Her will was broken and her desire urged it. She held out her hand. “Then let’s be friends.”

I took it in mine and kissed it. Even then, I believe, we doubted our strength.


CHAPTER V—LUCK TURNS IN MY FAVOR

The Ransby Chronicle had a full account of the averted bathing fatality. In a small world of town gossip it was a sensation almost as important as a local murder. Columns were filled up with what Vi’s landlady said, and Joe Tuttle, and Mrs. Cardover, and even Dorrie. They tried to interview me without success; they couldn’t interview Vi, for she was in bed. From the landlady they gleaned some facts of which I was ignorant. Vi was Mrs. Violet Carpenter, of Sheba, Massachusetts. Her husband was the owner of large New England cotton factories. She had been away from America upwards of a year, traveling in Europe. She expected to return home in a month. The history of my parentage was duly recorded, including an account of my father’s elopement. All the old scandal concerning my mother was raked up and re-garnished.
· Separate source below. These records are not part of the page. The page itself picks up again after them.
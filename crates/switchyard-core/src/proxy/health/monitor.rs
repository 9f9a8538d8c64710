//! Health checker implementation.

use futures::stream::{self, StreamExt};
use parking_lot::RwLock;
use std::sync::Arc;
use std::time::{Duration, Instant};
use switchyard_types::models::{ChannelStatus, HealthConfig};
use switchyard_types::{Channel, ErrorKind, GatewayError, HealthState};
use tokio::sync::{mpsc, watch};

use super::probe::ChannelProbe;
use super::types::{HealthFeed, HealthSignal, ProbeResult};
use crate::proxy::metrics::MetricsStore;
use crate::proxy::prometheus;
use crate::proxy::registry::Registry;

pub struct HealthChecker {
    config: RwLock<HealthConfig>,
    registry: Arc<Registry>,
    metrics: Arc<MetricsStore>,
    probe: Arc<dyn ChannelProbe>,
    /// Shutdown signal for background tasks
    shutdown_tx: watch::Sender<bool>,
}

impl HealthChecker {
    pub fn new(
        config: HealthConfig,
        registry: Arc<Registry>,
        metrics: Arc<MetricsStore>,
        probe: Arc<dyn ChannelProbe>,
    ) -> Arc<Self> {
        let (shutdown_tx, _) = watch::channel(false);
        Arc::new(Self { config: RwLock::new(config), registry, metrics, probe, shutdown_tx })
    }

    pub fn config(&self) -> HealthConfig {
        self.config.read().clone()
    }

    pub fn update_config(&self, config: HealthConfig) {
        *self.config.write() = config;
    }

    pub fn health(&self, channel_id: &str) -> HealthState {
        self.metrics.health(channel_id)
    }

    /// Apply the state transition for one recorded outcome.
    /// Returns the new state when it changed.
    pub fn apply(&self, signal: &HealthSignal) -> Option<HealthState> {
        let (threshold, cooldown) = {
            let config = self.config.read();
            (config.failure_threshold, Duration::from_secs(config.recovery_cooldown_secs))
        };
        let id = signal.channel_id.as_str();

        if signal.success {
            if let Some(unhealthy_for) = self.metrics.unhealthy_for(id) {
                if unhealthy_for < cooldown {
                    tracing::debug!("Channel {} succeeded inside recovery cooldown", id);
                    return None;
                }
            }
            let previous = self.metrics.set_health(id, HealthState::Healthy);
            if previous == HealthState::Healthy {
                return None;
            }
            tracing::info!("✅ Channel {} is healthy (was {})", id, previous);
            prometheus::record_health_transition("healthy");
            return Some(HealthState::Healthy);
        }

        if signal.consecutive_failures < threshold {
            return None;
        }
        let previous = self.metrics.set_health(id, HealthState::Unhealthy);
        if previous == HealthState::Unhealthy {
            return None;
        }
        tracing::warn!(
            "⛔ Channel {} marked unhealthy: {} consecutive failures (threshold: {})",
            id,
            signal.consecutive_failures,
            threshold
        );
        prometheus::record_health_transition("unhealthy");
        Some(HealthState::Unhealthy)
    }

    /// Record an outcome and apply its transition synchronously.
    pub fn observe(&self, channel_id: &str, success: bool, latency: Duration, tokens: u64) -> Option<HealthState> {
        let record = self.metrics.record_outcome(channel_id, success, latency, tokens);
        self.apply(&HealthSignal {
            channel_id: channel_id.to_string(),
            success,
            consecutive_failures: record.consecutive_failures,
        })
    }

    /// Spawn the consumer of the live outcome feed.
    pub fn spawn_feed(self: &Arc<Self>) -> HealthFeed {
        let (tx, mut rx) = mpsc::unbounded_channel::<HealthSignal>();
        let checker = Arc::clone(self);
        let mut shutdown_rx = self.shutdown_tx.subscribe();

        tokio::spawn(async move {
            loop {
                tokio::select! {
                    signal = rx.recv() => match signal {
                        Some(signal) => {
                            checker.apply(&signal);
                        }
                        None => break,
                    },
                    _ = shutdown_rx.changed() => {
                        tracing::info!("Health feed consumer shutting down");
                        break;
                    }
                }
            }
        });

        HealthFeed::new(tx)
    }

    /// Start the periodic probe task.
    pub fn start(self: &Arc<Self>) -> tokio::task::JoinHandle<()> {
        let checker = Arc::clone(self);
        let mut shutdown_rx = self.shutdown_tx.subscribe();

        tokio::spawn(async move {
            loop {
                let interval = Duration::from_secs(checker.config.read().check_interval_secs);

                tokio::select! {
                    () = tokio::time::sleep(interval) => {
                        let results = checker.run_probe_round().await;
                        let failed = results.iter().filter(|r| !r.success).count();
                        tracing::debug!("Probe round finished: {} channels, {} failed", results.len(), failed);
                    }
                    _ = shutdown_rx.changed() => {
                        tracing::info!("Health checker shutting down");
                        break;
                    }
                }
            }
        })
    }

    /// Probe every active channel with bounded concurrency.
    pub async fn run_probe_round(&self) -> Vec<ProbeResult> {
        let concurrency = self.config.read().probe_concurrency.max(1);
        let channels: Vec<Channel> =
            self.registry.channels_snapshot().into_iter().filter(Channel::is_active).collect();

        stream::iter(channels)
            .map(|channel| async move { self.probe_channel(&channel).await })
            .buffer_unordered(concurrency)
            .collect()
            .await
    }

    /// Probe one channel and feed the outcome into its health.
    pub async fn probe_channel(&self, channel: &Channel) -> ProbeResult {
        let (timeout, auto_disable) = {
            let config = self.config.read();
            (Duration::from_secs(config.probe_timeout_secs), config.auto_disable_on_invalid_credential)
        };

        let started = Instant::now();
        let outcome = match tokio::time::timeout(timeout, self.probe.probe(channel)).await {
            Ok(result) => result,
            Err(_) => Err(GatewayError::new(ErrorKind::UpstreamTimeout, "Probe timed out")),
        };
        let latency = started.elapsed();

        let mut disabled = false;
        let error = match outcome {
            Ok(tokens) => {
                self.observe(&channel.id, true, latency, tokens);
                None
            },
            Err(err) => {
                tracing::debug!("Probe of channel {} failed: {}", channel.id, err);
                if err.kind.counts_against_channel() {
                    self.observe(&channel.id, false, latency, 0);
                }
                if err.kind == ErrorKind::InvalidCredential && auto_disable && channel.is_active() {
                    disabled = self.disable_channel(&channel.id);
                }
                Some(err)
            },
        };

        ProbeResult {
            channel_id: channel.id.clone(),
            success: error.is_none(),
            latency_ms: latency.as_millis() as u64,
            health: self.metrics.health(&channel.id),
            error,
            disabled,
        }
    }

    fn disable_channel(&self, channel_id: &str) -> bool {
        match self.registry.set_channel_status(channel_id, ChannelStatus::Disabled) {
            Ok(()) => {
                tracing::warn!("🔒 Channel {} disabled: provider rejected its credential", channel_id);
                prometheus::record_channel_disabled();
                true
            },
            Err(e) => {
                tracing::warn!("Could not disable channel {}: {}", channel_id, e);
                false
            },
        }
    }

    pub fn shutdown(&self) {
        let _ = self.shutdown_tx.send(true);
    }
}

impl Drop for HealthChecker {
    fn drop(&mut self) {
        let _ = self.shutdown_tx.send(true);
    }
}
//! Switchyard Server - Headless Daemon
//!
//! A thin HTTP surface over the gateway engine:
//! - `POST /v1/chat/completions` routes a tenant's call (JSON or SSE)
//! - `/api/channels/*` probes channels and reads their metrics
//! - `/health` and `/metrics` for operators

use anyhow::Result;
use clap::Parser;
use std::net::SocketAddr;
use std::sync::Arc;
use tracing::info;

mod api;
mod cli;
mod router;
mod state;
#[cfg(test)]
mod test_helpers;

use cli::Cli;
use state::AppState;
use switchyard_core::modules::{config::load_config, logger::init_logging};
use switchyard_core::proxy::prometheus::init_metrics;
use switchyard_core::Gateway;

#[tokio::main]
async fn main() -> Result<()> {
    let cli = Cli::parse();

    let mut config = load_config(&cli.config)?;
    if let Some(host) = cli.host {
        config.server.host = host;
    }
    if let Some(port) = cli.port {
        config.server.port = port;
    }
    if let Some(level) = cli.log_level {
        config.server.log_level = level;
    }

    init_logging(&config.server.log_level)?;
    init_metrics()?;

    info!("🚀 Switchyard starting (config {})", cli.config.display());

    let addr: SocketAddr = format!("{}:{}", config.server.host, config.server.port).parse()?;
    let gateway = Gateway::builder(config).build()?;
    let health_task = gateway.start_background_tasks();

    let app = router::build_router(AppState::new(Arc::clone(&gateway)));
    let listener = tokio::net::TcpListener::bind(addr).await?;

    info!("🌐 Server listening on http://{}", addr);
    info!("🔀 Proxy endpoint at http://{}/v1/chat/completions", addr);
    info!("🔌 API available at http://{}/api/", addr);

    axum::serve(listener, app).with_graceful_shutdown(shutdown_signal()).await?;

    gateway.shutdown();
    if let Err(e) = health_task.await {
        tracing::warn!("Health task ended abnormally: {}", e);
    }
    info!("👋 Switchyard stopped");
    Ok(())
}

async fn shutdown_signal() {
    if let Err(e) = tokio::signal::ctrl_c().await {
        tracing::error!("Failed to listen for shutdown signal: {}", e);
        std::future::pending::<()>().await;
    }
    info!("Shutdown signal received");
}
//! Per-channel runtime metrics.
//!
//! Every counter is an atomic inside an `Arc<ChannelCounters>`, so the
//! request path, the health checker and the selector update and read them
//! without a shared lock. Readers get `ChannelMetrics` snapshots.

mod guard;
mod window;


use chrono::{DateTime, TimeZone, Utc};
use dashmap::DashMap;
use std::sync::atomic::{AtomicI64, AtomicU32, AtomicU64, AtomicU8, Ordering};
use std::sync::Arc;
use std::time::Duration;
use switchyard_types::{ChannelMetrics, HealthState};

pub use guard::InFlightGuard;
pub use window::RollingCounter;

/// EWMA smoothing factor for latency.
const LATENCY_ALPHA: f64 = 0.2;

/// Sentinel for "never happened" in the timestamp atomics.
const NEVER: i64 = 0;

fn now_ms() -> i64 {
    Utc::now().timestamp_millis()
}

fn to_datetime(ms: i64) -> Option<DateTime<Utc>> {
    if ms == NEVER {
        return None;
    }
    Utc.timestamp_millis_opt(ms).single()
}

#[derive(Debug)]
pub struct ChannelCounters {
    channel_id: String,
    requests: AtomicU64,
    successes: AtomicU64,
    failures: AtomicU64,
    tokens: AtomicU64,
    latency_ewma_bits: AtomicU64,
    health: AtomicU8,
    consecutive_failures: AtomicU32,
    in_flight: AtomicU32,
    dispatches: RollingCounter,
    last_success_ms: AtomicI64,
    last_failure_ms: AtomicI64,
    last_used_ms: AtomicI64,
    /// When the channel last turned unhealthy
    unhealthy_since_ms: AtomicI64,
}

impl ChannelCounters {
    fn new(channel_id: &str) -> Self {
        Self {
            channel_id: channel_id.to_string(),
            requests: AtomicU64::new(0),
            successes: AtomicU64::new(0),
            failures: AtomicU64::new(0),
            tokens: AtomicU64::new(0),
            latency_ewma_bits: AtomicU64::new(0f64.to_bits()),
            health: AtomicU8::new(HealthState::Checking as u8),
            consecutive_failures: AtomicU32::new(0),
            in_flight: AtomicU32::new(0),
            dispatches: RollingCounter::new(),
            last_success_ms: AtomicI64::new(NEVER),
            last_failure_ms: AtomicI64::new(NEVER),
            last_used_ms: AtomicI64::new(NEVER),
            unhealthy_since_ms: AtomicI64::new(NEVER),
        }
    }

    fn observe_latency(&self, latency: Duration) {
        let sample = latency.as_secs_f64() * 1000.0;
        let _ = self.latency_ewma_bits.fetch_update(Ordering::AcqRel, Ordering::Acquire, |bits| {
            let current = f64::from_bits(bits);
            let next = if current == 0.0 { sample } else { current + LATENCY_ALPHA * (sample - current) };
            Some(next.to_bits())
        });
    }

    fn snapshot(&self) -> ChannelMetrics {
        let now = now_ms();
        ChannelMetrics {
            channel_id: self.channel_id.clone(),
            requests: self.requests.load(Ordering::Acquire),
            successes: self.successes.load(Ordering::Acquire),
            failures: self.failures.load(Ordering::Acquire),
            tokens: self.tokens.load(Ordering::Acquire),
            avg_latency_ms: f64::from_bits(self.latency_ewma_bits.load(Ordering::Acquire)),
            health: HealthState::from_u8(self.health.load(Ordering::Acquire)),
            consecutive_failures: self.consecutive_failures.load(Ordering::Acquire),
            in_flight: self.in_flight.load(Ordering::Acquire),
            recent_dispatches: self.dispatches.count(now),
            last_success_at: to_datetime(self.last_success_ms.load(Ordering::Acquire)),
            last_failure_at: to_datetime(self.last_failure_ms.load(Ordering::Acquire)),
            last_used_at: to_datetime(self.last_used_ms.load(Ordering::Acquire)),
        }
    }
}

/// Result of recording one outcome.
#[derive(Debug, Clone, Copy, PartialEq, Eq)]
pub struct OutcomeRecord {
    pub success: bool,
    /// Streak after this outcome (0 after a success)
    pub consecutive_failures: u32,
}

#[derive(Default)]
pub struct MetricsStore {
    channels: DashMap<String, Arc<ChannelCounters>>,
}

impl MetricsStore {
    pub fn new() -> Self {
        Self::default()
    }

    fn counters(&self, channel_id: &str) -> Arc<ChannelCounters> {
        if let Some(existing) = self.channels.get(channel_id) {
            return Arc::clone(existing.value());
        }
        Arc::clone(
            self.channels
                .entry(channel_id.to_string())
                .or_insert_with(|| Arc::new(ChannelCounters::new(channel_id)))
                .value(),
        )
    }

    /// Start tracking a channel in the `Checking` state.
    pub fn register(&self, channel_id: &str) {
        let _ = self.counters(channel_id);
    }

    pub fn unregister(&self, channel_id: &str) {
        self.channels.remove(channel_id);
    }

    /// Count a dispatch and take an in-flight slot for its duration.
    pub fn record_dispatch(&self, channel_id: &str) -> InFlightGuard {
        let counters = self.counters(channel_id);
        let now = now_ms();
        counters.dispatches.record(now);
        counters.last_used_ms.store(now, Ordering::Release);
        InFlightGuard::new(counters)
    }

    /// Record one finished call. Failure streak and totals move together.
    /// Starts tracking the channel if needed.
    pub fn record_outcome(
        &self,
        channel_id: &str,
        success: bool,
        latency: Duration,
        tokens: u64,
    ) -> OutcomeRecord {
        Self::apply_outcome(&self.counters(channel_id), success, latency, tokens)
    }

    /// Like `record_outcome`, but `None` for a channel that is not tracked.
    /// Calls still in flight when their channel is removed settle here
    /// without bringing the entry back.
    pub fn record_outcome_if_tracked(
        &self,
        channel_id: &str,
        success: bool,
        latency: Duration,
        tokens: u64,
    ) -> Option<OutcomeRecord> {
        let counters = self.channels.get(channel_id).map(|c| Arc::clone(c.value()))?;
        Some(Self::apply_outcome(&counters, success, latency, tokens))
    }

    fn apply_outcome(counters: &ChannelCounters, success: bool, latency: Duration, tokens: u64) -> OutcomeRecord {
        let now = now_ms();
        counters.requests.fetch_add(1, Ordering::AcqRel);
        counters.tokens.fetch_add(tokens, Ordering::AcqRel);
        counters.observe_latency(latency);

        let consecutive_failures = if success {
            counters.successes.fetch_add(1, Ordering::AcqRel);
            counters.last_success_ms.store(now, Ordering::Release);
            counters.consecutive_failures.store(0, Ordering::Release);
            0
        } else {
            counters.failures.fetch_add(1, Ordering::AcqRel);
            counters.last_failure_ms.store(now, Ordering::Release);
            counters.consecutive_failures.fetch_add(1, Ordering::AcqRel).saturating_add(1)
        };

        OutcomeRecord { success, consecutive_failures }
    }

    /// Snapshot of a channel; zeroed `Checking` metrics when untracked.
    pub fn snapshot(&self, channel_id: &str) -> ChannelMetrics {
        match self.channels.get(channel_id) {
            Some(counters) => counters.snapshot(),
            None => ChannelCounters::new(channel_id).snapshot(),
        }
    }

    pub fn health(&self, channel_id: &str) -> HealthState {
        self.channels
            .get(channel_id)
            .map(|c| HealthState::from_u8(c.health.load(Ordering::Acquire)))
            .unwrap_or_default()
    }

    /// Set the health state; returns the previous one.
    pub fn set_health(&self, channel_id: &str, state: HealthState) -> HealthState {
        let counters = self.counters(channel_id);
        let previous = HealthState::from_u8(counters.health.swap(state as u8, Ordering::AcqRel));
        if state == HealthState::Unhealthy && previous != HealthState::Unhealthy {
            counters.unhealthy_since_ms.store(now_ms(), Ordering::Release);
        }
        previous
    }

    /// Time since the channel turned unhealthy, if it is.
    pub fn unhealthy_for(&self, channel_id: &str) -> Option<Duration> {
        let counters = self.channels.get(channel_id)?;
        if HealthState::from_u8(counters.health.load(Ordering::Acquire)) != HealthState::Unhealthy {
            return None;
        }
        let since = counters.unhealthy_since_ms.load(Ordering::Acquire);
        let elapsed = (now_ms() - since).max(0);
        Some(Duration::from_millis(elapsed as u64))
    }

    pub fn in_flight(&self, channel_id: &str) -> u32 {
        self.channels.get(channel_id).map(|c| c.in_flight.load(Ordering::Acquire)).unwrap_or(0)
    }

    pub fn recent_dispatches(&self, channel_id: &str) -> u32 {
        self.channels.get(channel_id).map(|c| c.dispatches.count(now_ms())).unwrap_or(0)
    }

    pub fn tracked_channels(&self) -> Vec<String> {
        let mut ids: Vec<String> = self.channels.iter().map(|c| c.key().clone()).collect();
        ids.sort();
        ids
    }
}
Knowing what my intentions had been toward Vi, my grandmother was terribly flustered at the discovery that Vi was a married woman. She was hurt in her pride; she wanted to blame somebody. Her sense of the proprieties was offended, and she felt that her reputation was secretly tarnished. An immoral situation was existing under her roof—at least, that was what she felt. She wanted to get rid of Vi directly, but the doctor forbade her to be moved.

“And to think I should ’ave come to this!” she kept exclaiming, “after livin’ all these years honored and respected in my little town! Mind, I don’t blame you, and I don’t blame ’er. Poor things! You couldn’t ’elp it. But I can’t get over it—there was you a-proposin’ in my spare bedroom to a married woman, and she a-lyin’ in bed! What would folks say if they was to ’ear about it? And in my ’ouse! And me so honored and respected!”

Her horror seemed to center in the fact that it should have happened in the spare bedroom of all places, where all her dead had been laid out.

She took it for granted that Vi and I would part forever, as soon as she was well enough to travel. “By all showings, it’s ’igh time she went back to ’er ’usband,” she said.